- THE TASK -
Work out how many lines of the material below contain the word "publisher", then write that number alone.

- INPUT DATA -

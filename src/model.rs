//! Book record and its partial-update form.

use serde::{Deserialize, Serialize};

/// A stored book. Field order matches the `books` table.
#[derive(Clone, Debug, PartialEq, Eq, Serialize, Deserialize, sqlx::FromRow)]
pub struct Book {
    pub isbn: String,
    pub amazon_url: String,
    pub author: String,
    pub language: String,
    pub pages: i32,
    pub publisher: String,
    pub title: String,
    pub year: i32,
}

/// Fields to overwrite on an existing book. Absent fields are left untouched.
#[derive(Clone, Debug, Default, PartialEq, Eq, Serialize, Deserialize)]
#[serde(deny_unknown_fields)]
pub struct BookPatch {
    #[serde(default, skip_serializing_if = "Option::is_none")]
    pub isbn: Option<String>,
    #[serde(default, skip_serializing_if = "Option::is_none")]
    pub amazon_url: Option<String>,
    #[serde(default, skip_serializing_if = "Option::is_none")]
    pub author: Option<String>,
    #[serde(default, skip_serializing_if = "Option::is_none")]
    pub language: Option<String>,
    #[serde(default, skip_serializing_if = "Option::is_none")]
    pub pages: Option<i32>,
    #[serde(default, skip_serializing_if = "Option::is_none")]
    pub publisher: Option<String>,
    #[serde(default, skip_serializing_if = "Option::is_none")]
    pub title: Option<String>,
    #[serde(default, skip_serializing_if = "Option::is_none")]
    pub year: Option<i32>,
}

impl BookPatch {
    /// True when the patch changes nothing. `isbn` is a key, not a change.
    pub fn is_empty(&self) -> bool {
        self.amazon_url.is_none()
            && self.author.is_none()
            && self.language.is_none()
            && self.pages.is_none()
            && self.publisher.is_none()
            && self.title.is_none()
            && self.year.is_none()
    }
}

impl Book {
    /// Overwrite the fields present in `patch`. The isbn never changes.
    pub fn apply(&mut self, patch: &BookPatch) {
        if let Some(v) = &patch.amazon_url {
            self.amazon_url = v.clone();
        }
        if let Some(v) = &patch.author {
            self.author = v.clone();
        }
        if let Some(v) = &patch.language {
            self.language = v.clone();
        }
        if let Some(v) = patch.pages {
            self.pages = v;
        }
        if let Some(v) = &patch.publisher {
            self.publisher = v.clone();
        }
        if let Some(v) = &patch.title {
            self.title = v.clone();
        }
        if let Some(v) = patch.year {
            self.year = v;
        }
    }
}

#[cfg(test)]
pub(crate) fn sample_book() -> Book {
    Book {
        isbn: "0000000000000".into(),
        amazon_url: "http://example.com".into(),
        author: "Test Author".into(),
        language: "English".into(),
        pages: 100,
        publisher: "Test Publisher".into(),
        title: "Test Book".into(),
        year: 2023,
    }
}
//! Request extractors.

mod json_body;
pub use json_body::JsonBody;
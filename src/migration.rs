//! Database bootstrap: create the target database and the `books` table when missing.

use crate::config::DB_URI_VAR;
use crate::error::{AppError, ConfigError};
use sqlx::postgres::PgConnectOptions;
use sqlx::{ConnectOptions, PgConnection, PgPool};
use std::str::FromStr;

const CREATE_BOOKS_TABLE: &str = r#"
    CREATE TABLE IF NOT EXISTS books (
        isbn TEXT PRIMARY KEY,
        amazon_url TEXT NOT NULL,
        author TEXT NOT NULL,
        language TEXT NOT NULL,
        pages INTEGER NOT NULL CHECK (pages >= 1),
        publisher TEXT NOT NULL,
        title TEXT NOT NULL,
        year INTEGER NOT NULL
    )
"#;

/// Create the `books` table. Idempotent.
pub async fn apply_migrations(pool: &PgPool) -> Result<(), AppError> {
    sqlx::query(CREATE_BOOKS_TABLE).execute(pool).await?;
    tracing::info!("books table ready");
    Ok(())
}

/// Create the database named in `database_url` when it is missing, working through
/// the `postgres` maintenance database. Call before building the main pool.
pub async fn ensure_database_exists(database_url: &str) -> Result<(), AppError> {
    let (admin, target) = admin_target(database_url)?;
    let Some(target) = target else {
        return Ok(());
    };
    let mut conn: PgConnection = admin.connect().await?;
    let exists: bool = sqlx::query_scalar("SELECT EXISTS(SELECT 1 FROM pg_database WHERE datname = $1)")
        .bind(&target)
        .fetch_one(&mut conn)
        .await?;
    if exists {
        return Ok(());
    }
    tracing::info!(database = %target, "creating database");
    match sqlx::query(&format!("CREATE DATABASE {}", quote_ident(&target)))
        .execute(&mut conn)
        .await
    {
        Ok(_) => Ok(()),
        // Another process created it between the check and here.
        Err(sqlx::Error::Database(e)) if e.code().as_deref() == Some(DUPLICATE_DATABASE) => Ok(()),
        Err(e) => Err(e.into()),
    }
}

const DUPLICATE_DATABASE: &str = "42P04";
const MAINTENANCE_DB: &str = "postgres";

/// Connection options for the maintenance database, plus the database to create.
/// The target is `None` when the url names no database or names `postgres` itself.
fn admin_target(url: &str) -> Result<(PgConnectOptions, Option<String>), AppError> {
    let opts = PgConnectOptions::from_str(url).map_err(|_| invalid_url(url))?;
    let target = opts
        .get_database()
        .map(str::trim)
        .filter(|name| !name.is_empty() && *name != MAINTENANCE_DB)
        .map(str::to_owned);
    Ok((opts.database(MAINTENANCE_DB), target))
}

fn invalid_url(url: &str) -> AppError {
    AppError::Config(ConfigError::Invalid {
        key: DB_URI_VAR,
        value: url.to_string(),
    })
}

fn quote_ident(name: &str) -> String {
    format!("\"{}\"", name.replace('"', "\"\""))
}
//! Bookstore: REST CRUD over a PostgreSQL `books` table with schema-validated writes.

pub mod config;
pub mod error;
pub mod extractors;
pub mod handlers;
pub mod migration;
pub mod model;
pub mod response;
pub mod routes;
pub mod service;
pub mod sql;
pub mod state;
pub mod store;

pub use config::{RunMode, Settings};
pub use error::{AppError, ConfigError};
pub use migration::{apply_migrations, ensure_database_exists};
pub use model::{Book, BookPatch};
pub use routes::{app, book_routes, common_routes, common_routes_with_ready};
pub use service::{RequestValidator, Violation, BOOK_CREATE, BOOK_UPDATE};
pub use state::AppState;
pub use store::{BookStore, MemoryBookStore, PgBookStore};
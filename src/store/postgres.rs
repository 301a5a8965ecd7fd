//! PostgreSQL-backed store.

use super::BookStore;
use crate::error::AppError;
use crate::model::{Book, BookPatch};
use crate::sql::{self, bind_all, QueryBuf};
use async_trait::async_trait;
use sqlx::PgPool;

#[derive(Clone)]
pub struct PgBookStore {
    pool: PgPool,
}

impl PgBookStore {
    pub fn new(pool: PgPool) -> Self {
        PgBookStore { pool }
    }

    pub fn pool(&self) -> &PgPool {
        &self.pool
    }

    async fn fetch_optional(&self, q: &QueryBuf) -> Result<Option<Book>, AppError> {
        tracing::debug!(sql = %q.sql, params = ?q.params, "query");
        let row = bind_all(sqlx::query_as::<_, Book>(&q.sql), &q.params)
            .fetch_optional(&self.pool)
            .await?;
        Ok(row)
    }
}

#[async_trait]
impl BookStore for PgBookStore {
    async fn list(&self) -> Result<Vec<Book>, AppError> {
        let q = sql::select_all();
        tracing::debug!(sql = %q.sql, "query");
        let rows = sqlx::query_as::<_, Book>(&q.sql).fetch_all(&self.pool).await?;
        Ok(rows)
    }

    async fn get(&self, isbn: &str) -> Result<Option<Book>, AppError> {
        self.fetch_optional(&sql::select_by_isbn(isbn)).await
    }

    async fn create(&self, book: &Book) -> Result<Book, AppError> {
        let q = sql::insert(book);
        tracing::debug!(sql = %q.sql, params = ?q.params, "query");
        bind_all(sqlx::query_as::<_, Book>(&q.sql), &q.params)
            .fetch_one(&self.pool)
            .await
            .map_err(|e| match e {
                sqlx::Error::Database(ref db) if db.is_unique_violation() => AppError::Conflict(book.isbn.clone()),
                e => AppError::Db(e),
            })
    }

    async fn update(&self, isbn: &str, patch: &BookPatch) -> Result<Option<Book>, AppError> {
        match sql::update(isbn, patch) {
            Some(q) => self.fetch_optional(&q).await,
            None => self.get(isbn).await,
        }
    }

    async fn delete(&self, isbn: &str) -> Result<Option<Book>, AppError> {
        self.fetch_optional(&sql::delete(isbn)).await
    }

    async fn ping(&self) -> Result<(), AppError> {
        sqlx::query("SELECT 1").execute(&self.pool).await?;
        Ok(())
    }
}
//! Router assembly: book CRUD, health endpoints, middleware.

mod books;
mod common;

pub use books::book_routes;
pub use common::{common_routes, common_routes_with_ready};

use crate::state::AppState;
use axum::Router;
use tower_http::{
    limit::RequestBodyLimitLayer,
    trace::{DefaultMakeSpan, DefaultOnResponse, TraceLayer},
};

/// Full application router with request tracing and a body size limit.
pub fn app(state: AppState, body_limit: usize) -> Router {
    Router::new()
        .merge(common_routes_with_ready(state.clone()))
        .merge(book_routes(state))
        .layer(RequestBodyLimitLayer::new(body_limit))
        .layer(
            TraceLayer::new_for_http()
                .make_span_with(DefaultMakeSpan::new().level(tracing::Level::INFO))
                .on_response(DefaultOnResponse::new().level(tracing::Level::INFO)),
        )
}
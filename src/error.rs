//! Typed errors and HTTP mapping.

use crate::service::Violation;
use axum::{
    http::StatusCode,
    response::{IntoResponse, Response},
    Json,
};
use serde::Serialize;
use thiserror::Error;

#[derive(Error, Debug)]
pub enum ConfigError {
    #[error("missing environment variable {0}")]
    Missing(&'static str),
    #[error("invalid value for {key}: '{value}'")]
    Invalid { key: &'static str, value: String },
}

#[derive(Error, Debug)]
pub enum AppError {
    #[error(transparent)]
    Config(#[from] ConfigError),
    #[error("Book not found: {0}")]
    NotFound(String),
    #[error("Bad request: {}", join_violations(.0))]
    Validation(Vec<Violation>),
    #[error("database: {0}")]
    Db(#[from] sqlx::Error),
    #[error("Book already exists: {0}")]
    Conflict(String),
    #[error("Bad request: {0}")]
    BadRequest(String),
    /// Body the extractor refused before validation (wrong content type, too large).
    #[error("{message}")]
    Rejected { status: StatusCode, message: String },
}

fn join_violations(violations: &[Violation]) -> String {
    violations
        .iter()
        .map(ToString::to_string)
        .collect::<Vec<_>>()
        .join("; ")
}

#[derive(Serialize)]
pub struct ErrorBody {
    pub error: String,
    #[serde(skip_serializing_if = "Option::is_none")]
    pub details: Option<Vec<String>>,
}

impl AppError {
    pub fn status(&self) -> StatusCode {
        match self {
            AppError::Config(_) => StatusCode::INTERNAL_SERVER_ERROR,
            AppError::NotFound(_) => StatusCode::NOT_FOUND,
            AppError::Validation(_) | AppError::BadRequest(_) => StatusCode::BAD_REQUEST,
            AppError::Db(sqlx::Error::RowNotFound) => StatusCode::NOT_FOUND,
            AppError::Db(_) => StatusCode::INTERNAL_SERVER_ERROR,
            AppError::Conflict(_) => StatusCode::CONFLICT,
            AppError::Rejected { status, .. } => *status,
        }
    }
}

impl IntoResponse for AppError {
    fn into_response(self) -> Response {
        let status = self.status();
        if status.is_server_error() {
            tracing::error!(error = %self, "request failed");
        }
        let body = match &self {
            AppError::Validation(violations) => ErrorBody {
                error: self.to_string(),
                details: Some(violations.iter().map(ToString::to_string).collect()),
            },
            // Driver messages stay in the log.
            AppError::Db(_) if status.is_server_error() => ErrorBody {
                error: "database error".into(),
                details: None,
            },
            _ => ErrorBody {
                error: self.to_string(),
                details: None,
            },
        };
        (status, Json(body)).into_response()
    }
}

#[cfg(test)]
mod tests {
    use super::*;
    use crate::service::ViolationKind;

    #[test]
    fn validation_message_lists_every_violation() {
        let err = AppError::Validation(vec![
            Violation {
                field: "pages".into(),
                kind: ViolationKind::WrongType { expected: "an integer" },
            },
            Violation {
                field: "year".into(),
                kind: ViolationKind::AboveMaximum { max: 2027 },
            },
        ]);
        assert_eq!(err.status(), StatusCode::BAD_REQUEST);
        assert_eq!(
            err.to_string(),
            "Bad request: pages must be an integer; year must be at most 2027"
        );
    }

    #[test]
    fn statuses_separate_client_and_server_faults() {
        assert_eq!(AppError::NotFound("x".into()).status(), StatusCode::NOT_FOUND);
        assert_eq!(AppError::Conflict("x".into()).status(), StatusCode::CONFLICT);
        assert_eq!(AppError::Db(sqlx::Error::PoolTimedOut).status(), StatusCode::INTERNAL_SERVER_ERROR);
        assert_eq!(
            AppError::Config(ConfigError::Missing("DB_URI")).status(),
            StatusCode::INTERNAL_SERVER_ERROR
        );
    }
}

- EXERCISE SOLUTION -
7